Work order:
Using the listing below, set down each line from the line containing "self.0.clone().map_err(|make| make())" through the line containing "let base = event.serialized_len().unwrap();", both ends included, exactly and with nothing added.
Content starts
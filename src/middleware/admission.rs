use crate::{
    error::RelayError,
    models::{tx_reference, Event, TransactionView},
    services::{IdentityClaim, IdentityVerifier, PaymentStore, TransactionSource},
};
use chrono::Utc;
use ethers::types::H256;
use std::str::FromStr;
use std::sync::Arc;

// Serialized events above this size are refused outright.
pub const MAX_EVENT_BYTES: usize = 10_000;

#[derive(Clone)]
pub struct AdmissionController {
    chain: Arc<dyn TransactionSource>,
    verifier: IdentityVerifier,
    payments: PaymentStore,
    max_event_bytes: usize,
}

impl AdmissionController {
    pub fn new(
        chain: Arc<dyn TransactionSource>,
        verifier: IdentityVerifier,
        payments: PaymentStore,
    ) -> Self {
        Self {
            chain,
            verifier,
            payments,
            max_event_bytes: MAX_EVENT_BYTES,
        }
    }

    pub fn with_max_event_bytes(mut self, max_event_bytes: usize) -> Self {
        self.max_event_bytes = max_event_bytes;
        self
    }

    pub fn chain(&self) -> &Arc<dyn TransactionSource> {
        &self.chain
    }

    pub fn payments(&self) -> &PaymentStore {
        &self.payments
    }

    pub async fn verify_payment(
        &self,
        tx_hash: &str,
        claim: &IdentityClaim,
    ) -> Result<TransactionView, RelayError> {
        let hash = H256::from_str(tx_hash.trim())
            .map_err(|e| RelayError::InvalidRequest(format!("invalid tx hash: {e}")))?;

        self.verifier.check_claim_form(claim)?;

        let tx = self.chain.fetch_transaction(hash).await?;
        let verified = self.verifier.verify(&tx, claim)?;

        let record = self
            .payments
            .save(&verified.identity, &tx_reference(&verified.tx_hash), Utc::now().timestamp())
            .await?;

        tracing::info!(
            identity = %record.identity,
            tx = %record.tx_reference,
            value = %tx.value,
            "Payment verified"
        );

        Ok(tx)
    }

    pub async fn should_accept(&self, event: &Event) -> bool {
        self.should_accept_at(event, Utc::now().timestamp()).await
    }

    pub async fn should_accept_at(&self, event: &Event, now: i64) -> bool {
        match event.serialized_len() {
            Ok(len) if len <= self.max_event_bytes => {}
            Ok(len) => {
                tracing::debug!(id = %event.id, len, "Event too large");
                return false;
            }
            Err(e) => {
                tracing::warn!(id = %event.id, "Unable to serialize event: {}", e);
                return false;
            }
        }

        match self.payments.is_entitled(&event.pubkey, now).await {
            Ok(entitled) => {
                if !entitled {
                    tracing::debug!(pubkey = %event.pubkey, "Event from unpaid pubkey");
                }
                entitled
            }
            Err(e) => {
                tracing::error!("unable to fetch payment for accept event: {}", e);
                false
            }
        }
    }
}

#[cfg(test)]
mod tests {
    use super::*;
    use crate::services::{payment_store::tests::temp_store, IdentityBindingStrategy};
    use async_trait::async_trait;
    use ethers::types::{Address, U256};

    struct FixedSource(Result<TransactionView, fn() -> RelayError>);

    #[async_trait]
    impl TransactionSource for FixedSource {
        async fn fetch_transaction(&self, _hash: H256) -> Result<TransactionView, RelayError> {
            self.0.clone().map_err(|make| make())
        }

        async fn is_reachable(&self) -> bool {
            true
        }
    }

    fn event_of(pubkey: &str, content_len: usize) -> Event {
        let mut event = Event {
            id: "e1".to_string(),
            pubkey: pubkey.to_string(),
            created_at: 1_700_000_000,
            kind: 1,
            tags: vec![],
            content: String::new(),
            sig: String::new(),
        };
        let base = event.serialized_len().unwrap();
        event.content = "x".repeat(content_len.saturating_sub(base));
        event
    }

    fn controller(store: PaymentStore, source: FixedSource) -> AdmissionController {
        AdmissionController::new(
            Arc::new(source),
            IdentityVerifier::new(
                U256::from(10u64),
                Address::repeat_byte(0x42),
                IdentityBindingStrategy::PublicKey,
            ),
            store,
        )
    }

    #[tokio::test]
    async fn oversized_event_rejected_even_when_paid() {
        let (store, _dir) = temp_store().await;
        let now = 1_700_000_000;
        store.save("paid", "0x01", now).await.unwrap();
        let ctrl = controller(store, FixedSource(Err(|| RelayError::TransactionPending)));

        let at_limit = event_of("paid", MAX_EVENT_BYTES);
        assert_eq!(at_limit.serialized_len().unwrap(), MAX_EVENT_BYTES);
        assert!(ctrl.should_accept_at(&at_limit, now).await);

        let over = event_of("paid", MAX_EVENT_BYTES + 1);
        assert_eq!(over.serialized_len().unwrap(), MAX_EVENT_BYTES + 1);
        assert!(!ctrl.should_accept_at(&over, now).await);
    }

    #[tokio::test]
    async fn unpaid_or_lapsed_pubkey_rejected() {
        let (store, _dir) = temp_store().await;
        let now = 1_700_000_000;
        store.save("paid", "0x01", now).await.unwrap();
        let ctrl = controller(store, FixedSource(Err(|| RelayError::TransactionPending)));

        let tiny = event_of("unpaid", 1);
        assert!(!ctrl.should_accept_at(&tiny, now).await);

        let later = now + 31 * 24 * 3600;
        assert!(!ctrl.should_accept_at(&event_of("paid", 1), later).await);
    }

    #[tokio::test]
    async fn malformed_hash_fails_before_chain_lookup() {
        let (store, _dir) = temp_store().await;
        let ctrl = controller(
            store,
            FixedSource(Err(|| RelayError::ChainUnavailable("unreachable".to_string()))),
        );
        let claim = IdentityClaim::PublicKeyProof {
            pubkey: "02".to_string(),
        };
        let err = ctrl.verify_payment("0x1234", &claim).await.unwrap_err();
        assert!(matches!(err, RelayError::InvalidRequest(_)));
    }

    #[tokio::test]
    async fn doubled_hex_prefix_is_malformed() {
        let (store, _dir) = temp_store().await;
        let ctrl = controller(
            store,
            FixedSource(Err(|| RelayError::ChainUnavailable("unreachable".to_string()))),
        );
        let claim = IdentityClaim::PublicKeyProof {
            pubkey: "02".to_string(),
        };
        let hash = format!("0x0x{}", "ab".repeat(32));
        let err = ctrl.verify_payment(&hash, &claim).await.unwrap_err();
        assert!(matches!(err, RelayError::InvalidRequest(_)));
    }

    #[tokio::test]
    async fn chain_errors_propagate_unchanged() {
        let (store, _dir) = temp_store().await;
        let ctrl = controller(
            store,
            FixedSource(Err(|| RelayError::Timeout("eth_getTransactionByHash".to_string()))),
        );
        let claim = IdentityClaim::PublicKeyProof {
            pubkey: "02".to_string(),
        };
        let hash = format!("0x{}", "ab".repeat(32));
        let err = ctrl.verify_payment(&hash, &claim).await.unwrap_err();
        assert!(matches!(err, RelayError::Timeout(_)));
    }
}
Content ends
Your response:
            self.0.clone().map_err(|make| make())
        }

        async fn is_reachable(&self) -> bool {
            true
        }
    }

    fn event_of(pubkey: &str, content_len: usize) -> Event {
        let mut event = Event {
            id: "e1".to_string(),
            pubkey: pubkey.to_string(),
            created_at: 1_700_000_000,
            kind: 1,
            tags: vec![],
            content: String::new(),
            sig: String::new(),
        };
        let base = event.serialized_len().unwrap();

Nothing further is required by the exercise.